> _Exercise aim_
Scan the entries below and state how many lines contain "Lazy". No other output.
+--
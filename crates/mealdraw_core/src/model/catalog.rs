//! Catalog records: recipes, restaurants, exercises and daily tips.
//!
//! # Responsibility
//! - Define the passive rows read from catalog tables.
//! - Expose each record's tag-like fields to the filter engine.
//!
//! # Invariants
//! - Records are returned verbatim; tag fields are normalized on read by
//!   [`Taggable::tags_for`], never rewritten in place.
//! - Recipe steps are always held as a list; a numbered string such as
//!   `"1. Boil 2. Stir"` is split into steps when it is read.

use crate::filter::{TagSource, Taggable};
use crate::model::tags::TagField;
use once_cell::sync::Lazy;
use regex::Regex;
use serde::{Deserialize, Deserializer, Serialize};

static STEP_MARKER_RE: Lazy<Regex> =
    Lazy::new(|| Regex::new(r"\s*\d+\.\s*").expect("valid step marker regex"));

/// Row id shared by all catalog tables.
pub type CatalogId = i64;

/// Recipe row from the `recipes` table.
#[derive(Debug, Clone, PartialEq, Serialize, Deserialize)]
pub struct Recipe {
    pub id: CatalogId,
    pub title: String,
    #[serde(default)]
    pub description: String,
    #[serde(default)]
    pub tags: TagField,
    /// Relative object path inside the image bucket.
    #[serde(default)]
    pub image_url: Option<String>,
    #[serde(default)]
    pub duration_min: Option<i64>,
    #[serde(default)]
    pub calories: Option<i64>,
    #[serde(default)]
    pub ingredients: Vec<String>,
    /// Ordered steps. Input may be a JSON array or one numbered string.
    #[serde(default, deserialize_with = "deserialize_steps")]
    pub instructions: Vec<String>,
}

impl Recipe {
    /// Creates a recipe with only the fields the filters care about.
    pub fn new(id: CatalogId, title: impl Into<String>, tags: TagField) -> Self {
        Self {
            id,
            title: title.into(),
            description: String::new(),
            tags,
            image_url: None,
            duration_min: None,
            calories: None,
            ingredients: Vec::new(),
            instructions: Vec::new(),
        }
    }
}

impl Taggable for Recipe {
    fn tags_for(&self, source: TagSource) -> Vec<String> {
        match source {
            TagSource::Tags => self.tags.normalized(),
            _ => Vec::new(),
        }
    }
}

/// Restaurant row from the `restaurants` table.
#[derive(Debug, Clone, PartialEq, Serialize, Deserialize)]
pub struct Restaurant {
    pub id: CatalogId,
    pub name: String,
    /// District list, e.g. `["西屯區"]`.
    #[serde(default)]
    pub location: TagField,
    /// Restaurant category; stored in the `type` column.
    #[serde(rename = "type", default)]
    pub kind: TagField,
    #[serde(default)]
    pub rating: Option<f64>,
    #[serde(default)]
    pub address: Option<String>,
    #[serde(default)]
    pub map_url: Option<String>,
    #[serde(default)]
    pub image_url: Option<String>,
}

impl Restaurant {
    pub fn new(id: CatalogId, name: impl Into<String>, location: TagField, kind: TagField) -> Self {
        Self {
            id,
            name: name.into(),
            location,
            kind,
            rating: None,
            address: None,
            map_url: None,
            image_url: None,
        }
    }
}

impl Taggable for Restaurant {
    fn tags_for(&self, source: TagSource) -> Vec<String> {
        match source {
            TagSource::Location => self.location.normalized(),
            TagSource::Kind => self.kind.normalized(),
            _ => Vec::new(),
        }
    }
}

/// Exercise row from the `sports` table.
#[derive(Debug, Clone, PartialEq, Serialize, Deserialize)]
pub struct Sport {
    pub id: CatalogId,
    pub name: String,
    #[serde(default)]
    pub description: String,
    /// Free text such as `"10 分鐘"`.
    #[serde(default)]
    pub duration: Option<String>,
    #[serde(default)]
    pub intensity: TagField,
    #[serde(default)]
    pub instruction: Option<String>,
    #[serde(default)]
    pub video_url: Option<String>,
    #[serde(default)]
    pub image_url: Option<String>,
}

impl Sport {
    pub fn new(id: CatalogId, name: impl Into<String>, intensity: TagField) -> Self {
        Self {
            id,
            name: name.into(),
            description: String::new(),
            duration: None,
            intensity,
            instruction: None,
            video_url: None,
            image_url: None,
        }
    }
}

impl Taggable for Sport {
    fn tags_for(&self, source: TagSource) -> Vec<String> {
        match source {
            TagSource::Intensity => self.intensity.normalized(),
            _ => Vec::new(),
        }
    }
}

/// Row from the `daily_tips` table.
#[derive(Debug, Clone, PartialEq, Eq, Serialize, Deserialize)]
pub struct DailyTip {
    pub id: CatalogId,
    pub content: String,
    #[serde(default)]
    pub category: Option<String>,
}

/// Splits a numbered instruction string (`"1. Boil 2. Stir"`) into steps.
///
/// Text without step markers becomes a single step; blank steps are dropped.
pub fn split_steps(text: &str) -> Vec<String> {
    STEP_MARKER_RE
        .split(text)
        .map(str::trim)
        .filter(|step| !step.is_empty())
        .map(str::to_string)
        .collect()
}

#[derive(Deserialize)]
#[serde(untagged)]
enum StepsInput {
    List(Vec<String>),
    Text(String),
}

fn deserialize_steps<'de, D>(deserializer: D) -> Result<Vec<String>, D::Error>
where
    D: Deserializer<'de>,
{
    Ok(match Option::<StepsInput>::deserialize(deserializer)? {
        Some(StepsInput::List(steps)) => steps,
        Some(StepsInput::Text(text)) => split_steps(&text),
        None => Vec::new(),
    })
}

#[cfg(test)]
mod tests {
    use super::{split_steps, Recipe};

    #[test]
    fn numbered_string_is_split_into_steps() {
        assert_eq!(
            split_steps("1. Boil water 2. Add tofu  3.Serve"),
            vec!["Boil water", "Add tofu", "Serve"]
        );
    }

    #[test]
    fn unnumbered_string_is_one_step_and_blank_is_none() {
        assert_eq!(split_steps("Mix everything"), vec!["Mix everything"]);
        assert!(split_steps("  ").is_empty());
        assert!(split_steps("1. 2.").is_empty());
    }

    #[test]
    fn recipe_accepts_list_string_or_null_instructions() {
        let listed: Recipe =
            serde_json::from_str(r#"{"id":1,"title":"Soup","instructions":["Boil","Stir"]}"#)
                .unwrap();
        assert_eq!(listed.instructions, vec!["Boil", "Stir"]);

        let numbered: Recipe = serde_json::from_str(
            r#"{"id":1,"title":"Soup","instructions":"1. Boil water 2. Add tofu"}"#,
        )
        .unwrap();
        assert_eq!(numbered.instructions, vec!["Boil water", "Add tofu"]);

        let absent: Recipe = serde_json::from_str(r#"{"id":1,"title":"Soup"}"#).unwrap();
        assert!(absent.instructions.is_empty());

        let null: Recipe =
            serde_json::from_str(r#"{"id":1,"title":"Soup","instructions":null}"#).unwrap();
        assert!(null.instructions.is_empty());
    }
}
+--
> _Solution to the exercise_
3